* [What the task asks]
Among the entries that follow, find the lines holding "GlobalAcquisitionMode" and say how many there are, with no other words.

* [Extracted data]
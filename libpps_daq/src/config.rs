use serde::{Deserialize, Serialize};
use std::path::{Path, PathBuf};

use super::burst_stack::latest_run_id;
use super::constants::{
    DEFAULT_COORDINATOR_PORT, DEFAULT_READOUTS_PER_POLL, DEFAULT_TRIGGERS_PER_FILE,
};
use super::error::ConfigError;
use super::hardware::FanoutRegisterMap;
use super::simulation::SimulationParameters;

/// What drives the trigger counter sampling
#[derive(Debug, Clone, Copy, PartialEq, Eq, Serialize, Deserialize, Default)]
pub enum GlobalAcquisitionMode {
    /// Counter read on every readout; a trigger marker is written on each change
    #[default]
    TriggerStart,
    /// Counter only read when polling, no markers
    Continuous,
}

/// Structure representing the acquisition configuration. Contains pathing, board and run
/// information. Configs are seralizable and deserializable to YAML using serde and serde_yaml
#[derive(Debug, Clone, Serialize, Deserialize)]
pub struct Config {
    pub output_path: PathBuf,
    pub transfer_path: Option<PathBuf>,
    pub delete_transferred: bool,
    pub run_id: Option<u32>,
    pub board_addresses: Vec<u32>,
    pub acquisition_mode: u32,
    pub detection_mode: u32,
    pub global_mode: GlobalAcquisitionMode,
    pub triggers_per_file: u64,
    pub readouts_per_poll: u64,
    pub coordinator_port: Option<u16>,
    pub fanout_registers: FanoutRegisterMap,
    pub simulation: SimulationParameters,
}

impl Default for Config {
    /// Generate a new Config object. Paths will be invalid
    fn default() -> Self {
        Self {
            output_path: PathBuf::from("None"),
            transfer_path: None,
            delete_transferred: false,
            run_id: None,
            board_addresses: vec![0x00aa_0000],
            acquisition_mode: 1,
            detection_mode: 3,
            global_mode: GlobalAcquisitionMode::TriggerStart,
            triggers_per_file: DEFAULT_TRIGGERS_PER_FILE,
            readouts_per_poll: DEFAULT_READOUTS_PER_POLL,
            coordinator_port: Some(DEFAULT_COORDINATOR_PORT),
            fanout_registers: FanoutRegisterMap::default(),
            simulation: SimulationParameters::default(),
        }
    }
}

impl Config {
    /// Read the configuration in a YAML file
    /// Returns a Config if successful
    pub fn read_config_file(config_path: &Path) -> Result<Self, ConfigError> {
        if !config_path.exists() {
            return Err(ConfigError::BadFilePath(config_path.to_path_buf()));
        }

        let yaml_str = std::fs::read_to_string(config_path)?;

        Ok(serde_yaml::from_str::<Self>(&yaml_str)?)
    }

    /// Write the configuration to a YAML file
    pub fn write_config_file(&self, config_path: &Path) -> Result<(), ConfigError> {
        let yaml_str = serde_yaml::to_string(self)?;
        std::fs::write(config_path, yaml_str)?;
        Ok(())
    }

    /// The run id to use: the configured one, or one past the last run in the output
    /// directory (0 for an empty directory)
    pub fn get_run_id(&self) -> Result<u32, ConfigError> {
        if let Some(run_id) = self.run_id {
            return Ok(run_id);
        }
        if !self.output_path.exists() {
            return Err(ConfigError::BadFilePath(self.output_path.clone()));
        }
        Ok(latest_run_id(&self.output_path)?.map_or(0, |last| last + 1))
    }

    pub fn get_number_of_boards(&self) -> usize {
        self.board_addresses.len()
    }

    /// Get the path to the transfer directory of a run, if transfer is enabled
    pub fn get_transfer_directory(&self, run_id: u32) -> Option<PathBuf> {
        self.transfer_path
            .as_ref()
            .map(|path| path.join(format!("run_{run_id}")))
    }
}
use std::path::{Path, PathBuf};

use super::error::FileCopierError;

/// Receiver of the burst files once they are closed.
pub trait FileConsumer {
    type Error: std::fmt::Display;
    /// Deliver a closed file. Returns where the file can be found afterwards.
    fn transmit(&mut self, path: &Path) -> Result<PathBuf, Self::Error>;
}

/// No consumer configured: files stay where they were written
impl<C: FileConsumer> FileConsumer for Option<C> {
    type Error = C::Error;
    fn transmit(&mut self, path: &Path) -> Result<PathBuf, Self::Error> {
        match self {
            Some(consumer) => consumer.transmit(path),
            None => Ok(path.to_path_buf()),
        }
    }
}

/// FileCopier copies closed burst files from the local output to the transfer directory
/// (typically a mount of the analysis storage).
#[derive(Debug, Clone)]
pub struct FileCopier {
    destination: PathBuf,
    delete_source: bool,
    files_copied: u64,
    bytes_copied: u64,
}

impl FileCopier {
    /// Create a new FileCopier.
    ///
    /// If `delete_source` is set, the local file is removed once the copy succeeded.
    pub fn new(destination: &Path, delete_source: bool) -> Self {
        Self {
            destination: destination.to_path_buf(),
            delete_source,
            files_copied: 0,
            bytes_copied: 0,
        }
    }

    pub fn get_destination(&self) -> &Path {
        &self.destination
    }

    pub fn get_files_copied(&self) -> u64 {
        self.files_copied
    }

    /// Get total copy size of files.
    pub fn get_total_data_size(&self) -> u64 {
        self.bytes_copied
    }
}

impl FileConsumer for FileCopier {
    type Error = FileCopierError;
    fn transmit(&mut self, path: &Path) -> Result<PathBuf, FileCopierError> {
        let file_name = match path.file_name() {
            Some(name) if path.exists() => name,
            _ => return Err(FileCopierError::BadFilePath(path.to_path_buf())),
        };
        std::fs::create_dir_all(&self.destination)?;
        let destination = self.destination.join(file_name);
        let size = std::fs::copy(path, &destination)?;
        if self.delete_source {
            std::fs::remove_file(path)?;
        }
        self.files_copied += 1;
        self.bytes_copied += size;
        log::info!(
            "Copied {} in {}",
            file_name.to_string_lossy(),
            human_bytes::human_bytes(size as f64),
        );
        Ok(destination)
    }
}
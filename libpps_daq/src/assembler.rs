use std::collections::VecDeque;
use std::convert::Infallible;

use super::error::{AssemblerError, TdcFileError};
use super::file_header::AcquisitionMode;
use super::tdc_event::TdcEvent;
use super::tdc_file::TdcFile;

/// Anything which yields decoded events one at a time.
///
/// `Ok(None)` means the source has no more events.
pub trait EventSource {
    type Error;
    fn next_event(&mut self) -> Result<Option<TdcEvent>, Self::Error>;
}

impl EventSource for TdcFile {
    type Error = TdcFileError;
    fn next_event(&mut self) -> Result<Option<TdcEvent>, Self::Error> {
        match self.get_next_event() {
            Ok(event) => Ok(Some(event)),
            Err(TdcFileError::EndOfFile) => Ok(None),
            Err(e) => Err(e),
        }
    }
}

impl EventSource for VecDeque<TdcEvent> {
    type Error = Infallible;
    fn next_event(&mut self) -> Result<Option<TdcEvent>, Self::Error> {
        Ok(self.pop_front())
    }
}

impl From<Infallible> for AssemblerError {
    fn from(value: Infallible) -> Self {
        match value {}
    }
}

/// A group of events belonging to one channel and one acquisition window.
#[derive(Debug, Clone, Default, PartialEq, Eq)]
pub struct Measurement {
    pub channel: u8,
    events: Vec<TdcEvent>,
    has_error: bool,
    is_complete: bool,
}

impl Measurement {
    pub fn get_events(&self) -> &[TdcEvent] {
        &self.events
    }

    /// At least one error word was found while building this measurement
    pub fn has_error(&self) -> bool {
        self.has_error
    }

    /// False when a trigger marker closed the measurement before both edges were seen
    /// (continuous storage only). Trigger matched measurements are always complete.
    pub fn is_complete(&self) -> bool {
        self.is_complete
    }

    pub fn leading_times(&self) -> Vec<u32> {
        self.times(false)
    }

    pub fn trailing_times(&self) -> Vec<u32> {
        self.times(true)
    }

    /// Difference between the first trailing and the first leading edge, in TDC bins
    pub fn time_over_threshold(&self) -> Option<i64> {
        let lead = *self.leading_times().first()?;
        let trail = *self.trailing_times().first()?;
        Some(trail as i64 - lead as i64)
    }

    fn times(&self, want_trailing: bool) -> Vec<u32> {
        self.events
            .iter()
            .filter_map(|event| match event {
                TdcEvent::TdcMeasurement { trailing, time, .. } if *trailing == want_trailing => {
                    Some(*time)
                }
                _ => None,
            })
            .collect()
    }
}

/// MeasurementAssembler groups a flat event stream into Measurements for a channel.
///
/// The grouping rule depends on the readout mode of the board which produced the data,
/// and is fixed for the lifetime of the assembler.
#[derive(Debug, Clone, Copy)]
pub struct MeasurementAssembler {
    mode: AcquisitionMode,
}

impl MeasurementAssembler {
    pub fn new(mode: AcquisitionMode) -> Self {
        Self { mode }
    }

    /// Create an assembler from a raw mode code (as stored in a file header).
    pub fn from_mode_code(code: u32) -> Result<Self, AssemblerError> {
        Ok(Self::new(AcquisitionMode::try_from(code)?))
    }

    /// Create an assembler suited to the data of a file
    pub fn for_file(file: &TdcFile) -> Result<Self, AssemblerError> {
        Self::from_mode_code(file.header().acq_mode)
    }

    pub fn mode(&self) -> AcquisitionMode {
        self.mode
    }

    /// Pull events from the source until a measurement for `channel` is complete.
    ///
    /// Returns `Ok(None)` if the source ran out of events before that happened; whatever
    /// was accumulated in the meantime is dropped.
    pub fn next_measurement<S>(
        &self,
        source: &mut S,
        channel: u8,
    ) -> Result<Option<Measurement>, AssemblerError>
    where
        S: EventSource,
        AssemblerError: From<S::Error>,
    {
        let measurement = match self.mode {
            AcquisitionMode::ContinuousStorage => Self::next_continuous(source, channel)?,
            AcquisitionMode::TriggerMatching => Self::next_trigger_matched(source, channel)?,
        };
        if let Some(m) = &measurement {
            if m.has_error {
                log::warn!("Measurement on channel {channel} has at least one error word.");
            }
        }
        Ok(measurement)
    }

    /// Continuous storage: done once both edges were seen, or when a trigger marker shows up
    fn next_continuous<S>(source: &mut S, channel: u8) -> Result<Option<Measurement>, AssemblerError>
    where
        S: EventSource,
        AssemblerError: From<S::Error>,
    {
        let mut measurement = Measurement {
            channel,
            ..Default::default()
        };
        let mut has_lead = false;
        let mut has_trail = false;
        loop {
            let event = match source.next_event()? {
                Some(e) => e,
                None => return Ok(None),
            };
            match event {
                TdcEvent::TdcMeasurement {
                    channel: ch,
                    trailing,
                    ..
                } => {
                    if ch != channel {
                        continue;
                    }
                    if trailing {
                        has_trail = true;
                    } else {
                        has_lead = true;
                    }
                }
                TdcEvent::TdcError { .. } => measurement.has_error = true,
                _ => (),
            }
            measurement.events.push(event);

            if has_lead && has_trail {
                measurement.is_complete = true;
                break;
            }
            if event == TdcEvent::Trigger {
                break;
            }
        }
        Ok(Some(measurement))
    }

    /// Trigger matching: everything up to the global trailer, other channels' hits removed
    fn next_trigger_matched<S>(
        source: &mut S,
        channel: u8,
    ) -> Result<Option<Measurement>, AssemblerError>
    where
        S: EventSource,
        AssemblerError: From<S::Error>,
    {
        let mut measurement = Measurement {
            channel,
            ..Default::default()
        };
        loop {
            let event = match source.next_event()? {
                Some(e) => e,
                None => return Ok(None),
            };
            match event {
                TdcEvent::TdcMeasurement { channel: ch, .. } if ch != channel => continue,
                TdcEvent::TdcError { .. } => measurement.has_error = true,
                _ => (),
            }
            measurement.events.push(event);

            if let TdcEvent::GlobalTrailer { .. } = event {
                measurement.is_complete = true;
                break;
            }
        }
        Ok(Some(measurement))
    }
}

* [Written solution]
3